I should stress that I don’t view this as a dispositive point against reparations. If a particular segment of society suffered disproportionately from heart disease, we would find it completely normal and just for the healthier segment to subsidize the care of the less-healthy. Indeed, we would think so particularly if the disparity proved intractable. It’s not obvious, therefore, why the justice of the case for reparations should be affected by the reasonable suspicion that reparations would not eliminate, and might not even make that much of a dent in, the socioeconomic gap between black and white in America. But it’s clear that the point is very telling for many people who expect to be on the subsidizing end of things.

Finally, and from my perspective most-tellingly, the case for reparations presupposes an organized community of descendants of former slaves who can argue the case, and, most important, accept the settlement. Consider, again, the negotiation over reparations in the aftermath of the Holocaust.

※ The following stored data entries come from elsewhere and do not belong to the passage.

//! Compliance deadline model.
//!
//! One concrete due-date instance generated from a schedule. Many deadlines
//! accumulate per schedule over time, one per recurrence.

use chrono::{DateTime, NaiveDate, Utc};
use serde::{Deserialize, Serialize};
use sqlx::FromRow;
use uuid::Uuid;

use super::DeadlineStatus;

/// A single concrete due-date instance for an obligation.
#[derive(Debug, Clone, FromRow, Serialize, Deserialize)]
pub struct ComplianceDeadline {
    /// Unique identifier for the deadline.
    pub id: Uuid,

    /// The company this deadline belongs to.
    pub company_id: Uuid,

    /// The obligation this deadline is an instance of.
    pub obligation_id: Uuid,

    /// The schedule that generated this deadline, if any.
    pub schedule_id: Option<Uuid>,

    /// The due date.
    pub due_date: NaiveDate,

    /// Lifecycle status.
    pub status: DeadlineStatus,

    /// Start of the compliance period this deadline covers.
    pub compliance_period_start: Option<NaiveDate>,

    /// End of the compliance period this deadline covers.
    pub compliance_period_end: Option<NaiveDate>,

    /// When the deadline was created.
    pub created_at: DateTime<Utc>,

    /// When the deadline was last updated.
    pub updated_at: DateTime<Utc>,
}

/// Request to create a new deadline.
#[derive(Debug, Clone, Serialize, Deserialize)]
pub struct CreateDeadline {
    pub obligation_id: Uuid,
    pub schedule_id: Option<Uuid>,
    pub due_date: NaiveDate,
    pub compliance_period_start: Option<NaiveDate>,
    pub compliance_period_end: Option<NaiveDate>,
}

impl ComplianceDeadline {
    /// Find a deadline by ID within a company.
    pub async fn find_by_id(
        pool: &sqlx::PgPool,
        company_id: Uuid,
        id: Uuid,
    ) -> Result<Option<Self>, sqlx::Error> {
        sqlx::query_as(
            r#"
            SELECT * FROM compliance_deadlines
            WHERE id = $1 AND company_id = $2
            "#,
        )
        .bind(id)
        .bind(company_id)
        .fetch_optional(pool)
        .await
    }

    /// Create a new pending deadline.
    pub async fn create(
        pool: &sqlx::PgPool,
        company_id: Uuid,
        input: CreateDeadline,
    ) -> Result<Self, sqlx::Error> {
        sqlx::query_as(
            r#"
            INSERT INTO compliance_deadlines (
                company_id, obligation_id, schedule_id, due_date,
                status, compliance_period_start, compliance_period_end
            )
            VALUES ($1, $2, $3, $4, 'pending', $5, $6)
            RETURNING *
            "#,
        )
        .bind(company_id)
        .bind(input.obligation_id)
        .bind(input.schedule_id)
        .bind(input.due_date)
        .bind(input.compliance_period_start)
        .bind(input.compliance_period_end)
        .fetch_one(pool)
        .await
    }

    /// Mark a pending deadline completed. Returns the updated row, or `None`
    /// if the deadline was not pending.
    pub async fn mark_completed(
        pool: &sqlx::PgPool,
        company_id: Uuid,
        id: Uuid,
    ) -> Result<Option<Self>, sqlx::Error> {
        sqlx::query_as(
            r#"
            UPDATE compliance_deadlines
            SET status = 'completed', updated_at = NOW()
            WHERE id = $1 AND company_id = $2 AND status = 'pending'
            RETURNING *
            "#,
        )
        .bind(id)
        .bind(company_id)
        .fetch_optional(pool)
        .await
    }
}
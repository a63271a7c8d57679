//! Services for the scheduling and escalation core.

pub mod escalation_service;
pub mod workflow_service;

pub use escalation_service::{
    next_level, EscalationEntity, EscalationOutcome, EscalationService, MAX_ESCALATION_LEVEL,
};
pub use workflow_service::{
    determine_escalation_level, validate_workflow_input, EscalationThresholds,
    EscalationWorkflowService, SYSTEM_DEFAULT_LEVEL_DAYS,
};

There was a Jewish State, and a variety of diaspora Jewish organizations, including organizations explicitly structured to speak for the survivors and for the families of victims. There is no comparable representation for the descendants of former slaves. If the social purpose of reparations is to effect reconciliation, each “side” must be in a position to accept the settlement. It’s not obvious that this is the case with respect to the descendants of American slaves. And it’s not obvious that black Americans would want to divide themselves between beneficiaries of such a settlement and those who have no proper claim.

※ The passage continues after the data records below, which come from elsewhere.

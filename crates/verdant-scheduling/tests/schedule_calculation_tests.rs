//! Integration tests for next-due-date calculation.
//!
//! Validates the calculator's contract end to end: frequency semantics,
//! grace periods, business-day adjustment against holiday calendars, and
//! the retroactive-base-date policy.

use chrono::NaiveDate;

use verdant_db::models::ObligationFrequency;
use verdant_scheduling::{ScheduleCalculator, SchedulingError, StaticHolidayCalendar};

fn date(y: i32, m: u32, d: u32) -> NaiveDate {
    NaiveDate::from_ymd_opt(y, m, d).unwrap()
}

// ============================================================================
// Frequency semantics
// ============================================================================

#[test]
fn monthly_obligation_advances_one_calendar_month() {
    let calendar = StaticHolidayCalendar::empty();
    let calc = ScheduleCalculator::new(&calendar).with_today(date(2025, 1, 1));

    let due = calc
        .calculate_next_due_date(
            ObligationFrequency::Monthly,
            date(2025, 1, 15),
            None,
            false,
            0,
        )
        .unwrap();
    assert_eq!(due, date(2025, 2, 15));
}

#[test]
fn grace_period_extends_the_working_deadline() {
    let calendar = StaticHolidayCalendar::empty();
    let calc = ScheduleCalculator::new(&calendar).with_today(date(2025, 1, 1));

    let due = calc
        .calculate_next_due_date(
            ObligationFrequency::Monthly,
            date(2025, 1, 15),
            None,
            false,
            5,
        )
        .unwrap();
    assert_eq!(due, date(2025, 2, 20));
}

#[test]
fn granularity_ordering_daily_weekly_monthly() {
    let calendar = StaticHolidayCalendar::empty();
    let calc = ScheduleCalculator::new(&calendar).with_today(date(2025, 5, 1));
    let base = date(2025, 5, 10);

    let mut results = Vec::new();
    for freq in [
        ObligationFrequency::Daily,
        ObligationFrequency::Weekly,
        ObligationFrequency::Monthly,
        ObligationFrequency::Quarterly,
        ObligationFrequency::Annual,
    ] {
        results.push(
            calc.calculate_next_due_date(freq, base, None, false, 0)
                .unwrap(),
        );
    }

    for pair in results.windows(2) {
        assert!(pair[0] < pair[1], "expected {} < {}", pair[0], pair[1]);
    }
}

#[test]
fn annual_from_leap_day_resolves_to_valid_date() {
    let calendar = StaticHolidayCalendar::empty();
    let calc = ScheduleCalculator::new(&calendar).with_today(date(2024, 2, 1));

    let due = calc
        .calculate_next_due_date(
            ObligationFrequency::Annual,
            date(2024, 2, 29),
            None,
            false,
            0,
        )
        .unwrap();
    assert_eq!(due, date(2025, 2, 28));
}

#[test]
fn non_recurring_frequencies_return_base_unchanged() {
    let calendar = StaticHolidayCalendar::empty();
    let calc = ScheduleCalculator::new(&calendar).with_today(date(2025, 1, 1));
    let base = date(2025, 8, 1);

    for freq in [
        ObligationFrequency::OneTime,
        ObligationFrequency::Continuous,
        ObligationFrequency::EventTriggered,
    ] {
        assert!(!freq.has_recurrence());
        let due = calc
            .calculate_next_due_date(freq, base, None, false, 0)
            .unwrap();
        assert_eq!(due, base);
    }
}

// ============================================================================
// Business-day adjustment
// ============================================================================

#[test]
fn weekend_due_date_moves_to_prior_weekday() {
    let calendar = StaticHolidayCalendar::empty();
    let calc = ScheduleCalculator::new(&calendar).with_today(date(2025, 1, 1));

    // 2025-02-15 is a Saturday.
    let due = calc
        .calculate_next_due_date(
            ObligationFrequency::Monthly,
            date(2025, 1, 15),
            None,
            true,
            0,
        )
        .unwrap();
    assert_eq!(due, date(2025, 2, 14));
}

#[test]
fn holiday_on_prior_weekday_pushes_further_back() {
    // Friday 2025-02-14 is a public holiday; a Saturday due date must land
    // on Thursday the 13th.
    let calendar = StaticHolidayCalendar::new([date(2025, 2, 14)]);
    let calc = ScheduleCalculator::new(&calendar).with_today(date(2025, 1, 1));

    let due = calc
        .calculate_next_due_date(
            ObligationFrequency::Monthly,
            date(2025, 1, 15),
            None,
            true,
            0,
        )
        .unwrap();
    assert_eq!(due, date(2025, 2, 13));
}

#[test]
fn year_boundary_holiday_is_respected() {
    // New Year's Day listed under the new year; a due date of Friday
    // 2027-01-01 must move back to Thursday 2026-12-31.
    let calendar = StaticHolidayCalendar::new([date(2027, 1, 1)]);
    let calc = ScheduleCalculator::new(&calendar).with_today(date(2026, 12, 1));

    let due = calc
        .calculate_next_due_date(
            ObligationFrequency::Daily,
            date(2026, 12, 31),
            None,
            true,
            0,
        )
        .unwrap();
    assert_eq!(due, date(2026, 12, 31));
}

// ============================================================================
// Reference-date policy
// ============================================================================

#[test]
fn last_completion_drives_recurrence_when_present() {
    let calendar = StaticHolidayCalendar::empty();
    let calc = ScheduleCalculator::new(&calendar).with_today(date(2025, 3, 1));

    let due = calc
        .calculate_next_due_date(
            ObligationFrequency::Monthly,
            date(2024, 1, 1),
            Some(date(2025, 2, 10)),
            false,
            0,
        )
        .unwrap();
    assert_eq!(due, date(2025, 3, 10));
}

#[test]
fn retroactive_base_date_projects_forward_from_today() {
    let calendar = StaticHolidayCalendar::empty();
    let calc = ScheduleCalculator::new(&calendar).with_today(date(2025, 6, 1));

    let due = calc
        .calculate_next_due_date(
            ObligationFrequency::Monthly,
            date(2023, 1, 1),
            None,
            false,
            0,
        )
        .unwrap();
    assert_eq!(due, date(2025, 7, 1));
}

// ============================================================================
// Configuration errors
// ============================================================================

#[test]
fn unknown_frequency_descriptor_fails_the_calculation() {
    let calendar = StaticHolidayCalendar::empty();
    let calc = ScheduleCalculator::new(&calendar).with_today(date(2025, 1, 1));

    let err = calc
        .calculate_from_descriptor("biweekly-ish", date(2025, 2, 1), None, false, 0)
        .unwrap_err();
    assert!(matches!(err, SchedulingError::InvalidFrequency(_)));
}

I’ve made the argument before that much of what exercises Coates these days feels like it leads logically to black nationalism. Coates appears to me to be looking for an alternative to nationalism that would have a similarly cathartic effect, something that would transform America itself in a revolutionary manner. I’m very sympathetic to that particular search – it’s a reflection of Coates’s seriousness both about his sense of history and of his Americanness. But I’m not sure that such an alternative exists. Nationalism is, for better or worse, the principal way a community establishes a level of equal dignity vis a vis other communities – particularly another community that oppressed it in the past. There can be no reconciliation without first a sundering.

If you close the door to nationalism, you’re left looking for ways to make your existing nation – America – the kind of place with which you can wholly and unequivocally identify, notwithstanding all that you know about the past. But that path puts a great deal of psychic power into the hands of other Americans who don’t necessarily feel the urgency that you do. Outside the context of black nationalism, that’s the psychic risk of the reparations movement.

Is it a risk worth taking? I leave that to Coates to decide for himself.